Complaints can be filed by anyone. But Woskie explains they are most often submitted by health care workers who witness a failure to deliver appropriate emergency care and, in fewer instances, patients or their families who say they were not treated appropriately under the law. CMS and state officials jointly review EMTALA complaints, often relying on state surveyors to investigate. It can take weeks or even months for CMS to ultimately determine whether a violation occurred.

For the study, which published in the journal JAMA Health Forum, Woskie and her collaborators at Tufts and University of Vermont analyzed every EMTALA violation from 2018 through early 2023. The research employed a “difference-in-differences” design, which is a statistical method used to estimate the effect of a policy or event by comparing changes over time between a group that’s affected by the policy and a group that isn’t.
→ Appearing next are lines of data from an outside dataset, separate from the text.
//! Full session-lifecycle integration tests against the in-process mock
//! TDS server: connect, authenticate, run batches and parameterized
//! statements, manage transactions, and handle errors — all without a
//! live SQL Server.
//!
//! `prepare`/`execute_prepared` are deliberately not exercised end to end
//! here: the mock server never emits the `RETURNVALUE` token a real
//! `sp_prepare` response carries the statement handle in, so there is no
//! way to drive that path without a live server. `prepare` is still unit
//! tested (see `statement_cache` tests) for its cache-hit short circuit.

#![allow(clippy::unwrap_used, clippy::expect_used)]

use tds_client::{Config, Error, IsolationLevel, Session};
use tds_testing::mock_server::{MockColumn, MockResponse, MockTdsServer, ScalarValue};
use tds_transport::TcpTransport;

fn connect(server: &MockTdsServer) -> Session<TcpTransport, tds_client::Connected> {
    let config = Config::default()
        .server_name("127.0.0.1")
        .port(server.port())
        .credentials("sa", "whatever")
        .database("integration_db");

    Session::connect(config, TcpTransport::new()).expect("tcp connect succeeds")
}

fn authenticated(server: &MockTdsServer) -> Session<TcpTransport, tds_client::Authenticated> {
    connect(server).login().expect("login succeeds")
}

// ============================================================================
// Connection lifecycle
// ============================================================================

#[test]
fn test_connect_login_disconnect_round_trip() {
    let server = MockTdsServer::builder()
        .with_database("integration_db")
        .build()
        .expect("server starts");

    let session = authenticated(&server);
    assert_eq!(session.current_database(), Some("integration_db"));
    assert!(session.server_tds_version().is_some());

    session.disconnect().expect("disconnect succeeds");
    server.stop();
}

#[test]
fn test_connecting_to_a_closed_port_fails_with_connect_error() {
    // Nothing is listening on this port.
    let result = Session::connect(
        Config::default().server_name("127.0.0.1").port(1),
        TcpTransport::new(),
    );
    assert!(matches!(result, Err(Error::ConnectFailed(_))));
}

#[test]
fn test_config_round_trips_through_a_connected_session() {
    let server = MockTdsServer::builder().build().expect("server starts");
    let session = authenticated(&server);

    assert_eq!(session.config().server_name, "127.0.0.1");
    assert_eq!(session.config().port, server.port());
    assert_eq!(session.config().user_name, "sa");

    session.disconnect().unwrap();
    server.stop();
}

// ============================================================================
// Batches and parameterized statements
// ============================================================================

#[test]
fn test_batch_returns_rows_and_row_count() {
    let columns = vec![MockColumn::int("id"), MockColumn::nvarchar("label", 30)];
    let rows = vec![
        vec![ScalarValue::Int(1), ScalarValue::String("first".into())],
        vec![ScalarValue::Int(2), ScalarValue::String("second".into())],
    ];

    let server = MockTdsServer::builder()
        .with_response("SELECT id, label FROM items", MockResponse::rows(columns, rows))
        .build()
        .expect("server starts");
    let mut session = authenticated(&server);

    let result = session
        .batch("SELECT id, label FROM items")
        .expect("batch succeeds");
    assert_eq!(result.rows().len(), 2);
    assert_eq!(result.rows()[1].get_by_name::<String>("label").unwrap(), "second");

    session.disconnect().unwrap();
    server.stop();
}

#[test]
fn test_query_wrapper_returns_plain_rows() {
    let server = MockTdsServer::builder()
        .with_default_response(MockResponse::scalar_int(99))
        .build()
        .expect("server starts");
    let mut session = authenticated(&server);

    let rows = session
        .query("SELECT @p1 AS value", &[])
        .expect("query succeeds");
    assert_eq!(rows.len(), 1);
    assert_eq!(rows[0].get::<i32>(0).unwrap(), 99);

    session.disconnect().unwrap();
    server.stop();
}

#[test]
fn test_execute_wrapper_returns_rows_affected() {
    let server = MockTdsServer::builder()
        .with_default_response(MockResponse::affected(5))
        .build()
        .expect("server starts");
    let mut session = authenticated(&server);

    let affected = session
        .execute("DELETE FROM items WHERE id = @p1", &[])
        .expect("execute succeeds");
    assert_eq!(affected, 5);

    session.disconnect().unwrap();
    server.stop();
}

#[test]
fn test_sequential_batches_with_different_responses() {
    let server = MockTdsServer::builder()
        .with_response("SELECT 1", MockResponse::scalar_int(1))
        .with_response("SELECT 2", MockResponse::scalar_int(2))
        .with_response("SELECT 3", MockResponse::scalar_int(3))
        .build()
        .expect("server starts");
    let mut session = authenticated(&server);

    for expected in 1..=3 {
        let result = session
            .batch(&format!("SELECT {expected}"))
            .expect("batch succeeds");
        assert_eq!(result.rows()[0].get::<i32>(0).unwrap(), expected);
    }

    session.disconnect().unwrap();
    server.stop();
}

// ============================================================================
// Transactions
// ============================================================================

#[test]
fn test_transaction_commit_round_trip() {
    let server = MockTdsServer::builder().build().expect("server starts");
    let mut session = authenticated(&server);

    {
        let _tx = session
            .begin_transaction(IsolationLevel::ReadCommitted)
            .expect("begin succeeds");
        session
            .execute("INSERT INTO items (id) VALUES (1)", &[])
            .expect("insert succeeds");
    }
    session.commit_transaction().expect("commit succeeds");

    session.disconnect().unwrap();
    server.stop();
}

#[test]
fn test_transaction_rollback_round_trip() {
    let server = MockTdsServer::builder().build().expect("server starts");
    let mut session = authenticated(&server);

    let _tx = session
        .begin_transaction(IsolationLevel::Serializable)
        .expect("begin succeeds");
    session
        .execute("INSERT INTO items (id) VALUES (1)", &[])
        .expect("insert succeeds");
    session.rollback_transaction().expect("rollback succeeds");

    session.disconnect().unwrap();
    server.stop();
}

#[test]
fn test_savepoint_partial_rollback() {
    let server = MockTdsServer::builder().build().expect("server starts");
    let mut session = authenticated(&server);

    let _tx = session
        .begin_transaction(IsolationLevel::ReadCommitted)
        .expect("begin succeeds");
    session.execute("INSERT INTO items (id) VALUES (1)", &[]).unwrap();
    let save_point = session.save_point("before_second_insert").expect("savepoint set");
    session.execute("INSERT INTO items (id) VALUES (2)", &[]).unwrap();
    session.rollback_to(&save_point).expect("rollback to savepoint");
    session.commit_transaction().expect("commit succeeds");

    session.disconnect().unwrap();
    server.stop();
}

#[test]
fn test_each_isolation_level_produces_distinct_sql() {
    for level in [
        IsolationLevel::ReadUncommitted,
        IsolationLevel::ReadCommitted,
        IsolationLevel::RepeatableRead,
        IsolationLevel::Serializable,
        IsolationLevel::Snapshot,
    ] {
        assert!(level.as_sql().starts_with("SET TRANSACTION ISOLATION LEVEL"));
    }
}

// ============================================================================
// Error propagation
// ============================================================================

#[test]
fn test_server_error_surfaces_as_error_server_variant() {
    let server = MockTdsServer::builder()
        .with_response("SELECT 1/0", MockResponse::error(8134, "Divide by zero error"))
        .build()
        .expect("server starts");
    let mut session = authenticated(&server);

    let err = session.batch("SELECT 1/0").unwrap_err();
    match err {
        Error::Server { number, message, .. } => {
            assert_eq!(number, 8134);
            assert!(message.contains("Divide by zero"));
        }
        other => panic!("expected Error::Server, got {other:?}"),
    }

    session.disconnect().unwrap();
    server.stop();
}

#[test]
fn test_server_error_message_is_also_delivered_to_handler_before_failing() {
    use std::cell::RefCell;
    use std::rc::Rc;

    let server = MockTdsServer::builder()
        .with_response("SELECT 1/0", MockResponse::error(8134, "Divide by zero error"))
        .build()
        .expect("server starts");
    let mut session = authenticated(&server);

    let seen = Rc::new(RefCell::new(false));
    let seen_clone = seen.clone();
    session.on_message(move |msg| {
        if msg.number == 8134 {
            *seen_clone.borrow_mut() = true;
        }
    });

    let result = session.batch("SELECT 1/0");
    assert!(result.is_err());
    assert!(*seen.borrow());

    session.disconnect().unwrap();
    server.stop();
}

// ============================================================================
// Multiple sessions against one server
// ============================================================================

#[test]
fn test_two_sessions_share_a_server_without_cross_talk() {
    let server = MockTdsServer::builder()
        .with_response("SELECT 'a'", MockResponse::scalar_string("a"))
        .with_response("SELECT 'b'", MockResponse::scalar_string("b"))
        .build()
        .expect("server starts");

    let mut one = authenticated(&server);
    let mut two = authenticated(&server);

    let ra = one.batch("SELECT 'a'").unwrap();
    let rb = two.batch("SELECT 'b'").unwrap();

    assert_eq!(ra.rows()[0].get_str(0).unwrap(), "a");
    assert_eq!(rb.rows()[0].get_str(0).unwrap(), "b");

    one.disconnect().unwrap();
    two.disconnect().unwrap();
    server.stop();
}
After obtaining the EMTALA  enforcement records via the Freedom of Information Act from CMS, the team compared those from six states with abortion bans that allowed no health exception for the pregnant patient—Idaho, Kentucky, Louisiana, Mississippi, Oklahoma, and Texas—to a control group of 34 states plus Washington, D. C., all of which had broad mental and physical health exceptions that would allow for abortion. The researchers also adjusted for shifts in states’ emergency patient volume.

The study found there were an additional 1.18 pregnancy-related violations of EMTALA per quarter in those states on average after the bans took effect.  

“This works out to roughly five extra EMTALA violations per state per year,” says Woskie. “Each violation represents a hospital formally breaking federal law. And even though the cases are rare, each reflects a confirmed case in which a patient did not receive the emergency care they were entitled to.”

Woskie explains that the overall increase was not evenly distributed across states. Texas—where a restrictive abortion policy took effect earlier than in the rest of the country—showed the clearest early signal of rising pregnancy-related EMTALA violations.

The other five states with no-health-exception policies exhibited a more modest upward trend after Roe v. Wade was overturned in June 2022. 

Troubling Uncertainty

The study references qualitative research that shows rising hesitancy among clinicians in treating general pregnancy-related emergencies under restrictive state abortion laws, as well as legal literature articulating concerns that state laws violate EMTALA.

But until now there has been little empirical evidence on how the conflict is playing out in practice.

The study also analyzed infraction types and reported that a significant post-ban rise in medical screening examination and general compliance citations drove the increases in pregnancy-related EMTALA violations. The authors noted that this points to possible breakdowns very early in the emergency-care-seeking process, when evaluation and triage should occur.

The findings suggest that in the face of abortion bans with no health exceptions, emergency departments may be behaving more conservatively. “When doctors hesitate, diagnosis may be delayed, conditions can worsen, and the very harms EMTALA was designed to prevent become more likely,” says Woskie.